A common pattern across the cohort of studies was the reporting of positive perceptions about the potential benefits AI would have on students' future work and patient care. Specifically, Syed and Basil discovered high rates of nursing students that believed that AI would aid healthcare professionals, would improve their work, reduce errors in medical practice, and help them make accurate decisions.19 This was similarly observed in radiography participants expressing AI's usefulness in clinical decision-making, specifically in justifying examinations, selecting protocols based on clinical questions and patient conditions, improving diagnosis, saving time, and assisting in personalizing care for patients.17
Perceptions toward employment and job security were reported by radiography-based studies. Ampofo et al. found that 65% of students felt threatened or unsure about their job security due to the incorporation of AI technology in medical imaging equipment.13 Similar findings were reported in another sample of radiography students, which found approximately half of the radiography students expressed concern about the potential threat to their jobs due to the implementation of AI.17
A common finding of favorable student interest and willingness to learn about AI was discovered. More than 90% of radiography students in both radiography-based studies were interested in learning more about AI and its use in medical imaging and expressed their readiness to integrate it into their clinical practice.13, 17 Pharmacy students were somewhat less enthusiastic, with 56.7% of pharmacy students agreed that AI-related knowledge and skills should be incorporated into the academic curriculum.19
Unique to nursing-based studies, authors evaluated student perceptions of AI chatbots specifically, and some inconsistencies in perceptions are apparent.
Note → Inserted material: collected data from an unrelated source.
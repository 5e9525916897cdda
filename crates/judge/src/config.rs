use std::time::Duration;

use crate::api::Endpoints;
use crate::poller::{PollConfig, WaitPolicy, DEFAULT_MAX_ATTEMPTS, DEFAULT_POLL_INTERVAL};

const DEFAULT_CE_URL: &str = "https://ce.judge0.com";
const DEFAULT_EXTRA_CE_URL: &str = "https://extra-ce.judge0.com";
const BUNDLED_FILES_PATH: &str = "/data/additional_files_zip_base64.txt";
const DEFAULT_REQUEST_TIMEOUT_SECS: u64 = 30;
const DEFAULT_BACKOFF_MULTIPLIER: f64 = 2.0;

#[derive(Debug, thiserror::Error)]
pub enum ConfigError {
    #[error("{var} has an invalid value: {value:?}")]
    Invalid { var: &'static str, value: String },
}

/// Client configuration loaded from environment variables.
///
/// All fields have defaults pointing at the public service instances.
#[derive(Debug, Clone, PartialEq)]
pub struct ClientConfig {
    pub endpoints: Endpoints,
    /// Per-request HTTP timeout.
    pub request_timeout: Duration,
    pub poll: PollConfig,
}

impl ClientConfig {
    /// Load configuration from environment variables with defaults.
    ///
    /// | Env Var                   | Default                                       |
    /// |---------------------------|-----------------------------------------------|
    /// | `JUDGE_CE_URL`            | `https://ce.judge0.com`                       |
    /// | `JUDGE_EXTRA_CE_URL`      | `https://extra-ce.judge0.com`                 |
    /// | `JUDGE_BUNDLED_FILES_URL` | `<JUDGE_CE_URL>/data/additional_files_zip_base64.txt` |
    /// | `POLL_MAX_ATTEMPTS`       | `50`                                          |
    /// | `POLL_INTERVAL_MS`        | `100`                                         |
    /// | `POLL_INITIAL_DELAY_MS`   | `0`                                           |
    /// | `POLL_BACKOFF_MAX_MS`     | unset (fixed interval)                        |
    /// | `POLL_BACKOFF_MULTIPLIER` | `2.0`                                         |
    /// | `REQUEST_TIMEOUT_SECS`    | `30`                                          |
    ///
    /// Setting `POLL_BACKOFF_MAX_MS` switches the wait between attempts to
    /// exponential backoff starting at `POLL_INTERVAL_MS`.
    pub fn from_env() -> Result<Self, ConfigError> {
        Self::from_lookup(|var| std::env::var(var).ok())
    }

    /// Load configuration through an arbitrary variable lookup.
    pub fn from_lookup<F>(lookup: F) -> Result<Self, ConfigError>
    where
        F: Fn(&str) -> Option<String>,
    {
        let var = |name: &str| {
            lookup(name)
                .map(|v| v.trim().to_string())
                .filter(|v| !v.is_empty())
        };

        let ce_url = var("JUDGE_CE_URL").unwrap_or_else(|| DEFAULT_CE_URL.into());
        let extra_ce_url =
            var("JUDGE_EXTRA_CE_URL").unwrap_or_else(|| DEFAULT_EXTRA_CE_URL.into());
        let bundled_files_url = var("JUDGE_BUNDLED_FILES_URL").unwrap_or_else(|| {
            format!("{}{BUNDLED_FILES_PATH}", ce_url.trim_end_matches('/'))
        });

        let max_attempts = parse(
            "POLL_MAX_ATTEMPTS",
            var("POLL_MAX_ATTEMPTS"),
            DEFAULT_MAX_ATTEMPTS,
        )?;
        let interval_ms = parse(
            "POLL_INTERVAL_MS",
            var("POLL_INTERVAL_MS"),
            DEFAULT_POLL_INTERVAL.as_millis() as u64,
        )?;
        let initial_delay_ms = parse("POLL_INITIAL_DELAY_MS", var("POLL_INITIAL_DELAY_MS"), 0)?;
        let interval = Duration::from_millis(interval_ms);
        let wait = match var("POLL_BACKOFF_MAX_MS") {
            None => WaitPolicy::Fixed(interval),
            Some(max_ms) => {
                let max_ms: u64 = parse("POLL_BACKOFF_MAX_MS", Some(max_ms), 0)?;
                let multiplier_text = var("POLL_BACKOFF_MULTIPLIER");
                let multiplier: f64 = parse(
                    "POLL_BACKOFF_MULTIPLIER",
                    multiplier_text.clone(),
                    DEFAULT_BACKOFF_MULTIPLIER,
                )?;
                if !multiplier.is_finite() || multiplier < 1.0 {
                    return Err(ConfigError::Invalid {
                        var: "POLL_BACKOFF_MULTIPLIER",
                        value: multiplier_text.unwrap_or_default(),
                    });
                }
                WaitPolicy::Backoff {
                    initial: interval,
                    max: Duration::from_millis(max_ms).max(interval),
                    multiplier,
                }
            }
        };
        let request_timeout_secs = parse(
            "REQUEST_TIMEOUT_SECS",
            var("REQUEST_TIMEOUT_SECS"),
            DEFAULT_REQUEST_TIMEOUT_SECS,
        )?;

        Ok(Self {
            endpoints: Endpoints {
                ce_url,
                extra_ce_url,
                bundled_files_url,
            },
            request_timeout: Duration::from_secs(request_timeout_secs),
            poll: PollConfig {
                initial_delay: Duration::from_millis(initial_delay_ms),
                wait,
                max_attempts,
            },
        })
    }
}

fn parse<T: std::str::FromStr>(
    var: &'static str,
    value: Option<String>,
    default: T,
) -> Result<T, ConfigError> {
    match value {
        None => Ok(default),
        Some(value) => value
            .parse()
            .map_err(|_| ConfigError::Invalid { var, value }),
    }
}
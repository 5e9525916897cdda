//! Command-line parsing.

use std::path::PathBuf;

use clap::{ArgAction, Args, Parser, Subcommand};
use codepad_core::language::{Flavor, LanguageRef};
use codepad_core::types::LanguageId;

#[derive(Debug, Parser)]
#[command(name = "codepad", author, version, about, long_about = None)]
pub struct Cli {
    #[command(subcommand)]
    pub command: Command,
}

#[derive(Debug, Subcommand)]
pub enum Command {
    /// Run a source file and print its output
    Run(RunArgs),
    /// List the languages offered by both compiler flavors
    Languages,
}

#[derive(Debug, Args)]
pub struct RunArgs {
    /// Source file to run
    #[arg(value_name = "FILE")]
    pub source: PathBuf,

    /// File whose contents are fed to the program's standard input
    #[arg(long, value_name = "FILE")]
    pub stdin: Option<PathBuf>,

    /// Language id, overriding the one picked from the file extension
    #[arg(long, value_name = "ID")]
    pub language: Option<LanguageId>,

    /// Look the language id up in the extra compiler flavor
    #[arg(long, action = ArgAction::SetTrue, requires = "language")]
    pub extra: bool,

    /// Options passed to the compiler
    #[arg(
        long = "compiler-options",
        value_name = "OPTS",
        default_value = "",
        allow_hyphen_values = true
    )]
    pub compiler_options: String,

    /// Arguments passed to the program
    #[arg(
        long = "args",
        value_name = "ARGS",
        default_value = "",
        allow_hyphen_values = true
    )]
    pub arguments: String,
}

impl RunArgs {
    /// The language given on the command line, if any.
    pub fn language(&self) -> Option<LanguageRef> {
        let flavor = if self.extra { Flavor::ExtraCe } else { Flavor::Ce };
        self.language.map(|id| LanguageRef::new(flavor, id))
    }
}
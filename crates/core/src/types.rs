/// Execution-service language identifiers are small positive integers.
pub type LanguageId = u32;

/// Execution-service status identifiers (see [`crate::status`]).
pub type StatusId = u32;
Rodrigues-Arrastia et al. found nursing students had positive perceptions of the chatbot utilized in their study, finding it helpful in providing availability, resolving doubts, and increasing confidence in the students.18 Conversely, some students cited that chatbots might not provide an extremely realistic experience for history-taking in the clinical setting, and lack in comprehending the emotional aspect of human interactions.12 Concerns about a lack of realism and patient empathy, was also a pattern found across nursing studies; participants preferred practicing with humanoid robots12 and yearned for human-like expressions and gestures to be improved.16
3.2 Attitudes
Three studies explicitly explored “attitudes” toward AI. In the study by Labrague, findings suggest that student nurses hold positive attitudes toward AI, and express high intentions to adopt AI technology. Perceived AI utilization in nursing practice had a significant impact on their intention to adopt AI technology (β = 0.458, p < 0.001). This finding was supported in another nursing study, which found a positive correlation between attitude and intent to use AI.20
Teng's study was the only included entry which spanned across multiple health disciplines. Authors found those who were less advanced in their training had less favorable outlooks toward AI than upper-year students who had greater knowledge of clinical practice (p < 0.001).3 They also found students in midwifery displayed significantly less optimism compared to other healthcare students, whilst physiotherapy students demonstrated higher levels of hopefulness toward AI compared to other healthcare students.3 Regardless of their specific healthcare program, students recognized the importance of acquiring basic AI literacy.3
4 DISCUSSION
To the best of our knowledge, this is the first scoping review to synthesize the evidence relating to the perceptions and attitudes of AI held by students from health science disciplines. We found 10 studies which captured student perspectives of AI within their disciplines. The recency of studies included in this review reflect the contemporary nature of the topic. Overall, evidence from this review indicates that overall, health science students' globally, hold positive perceptions toward AI.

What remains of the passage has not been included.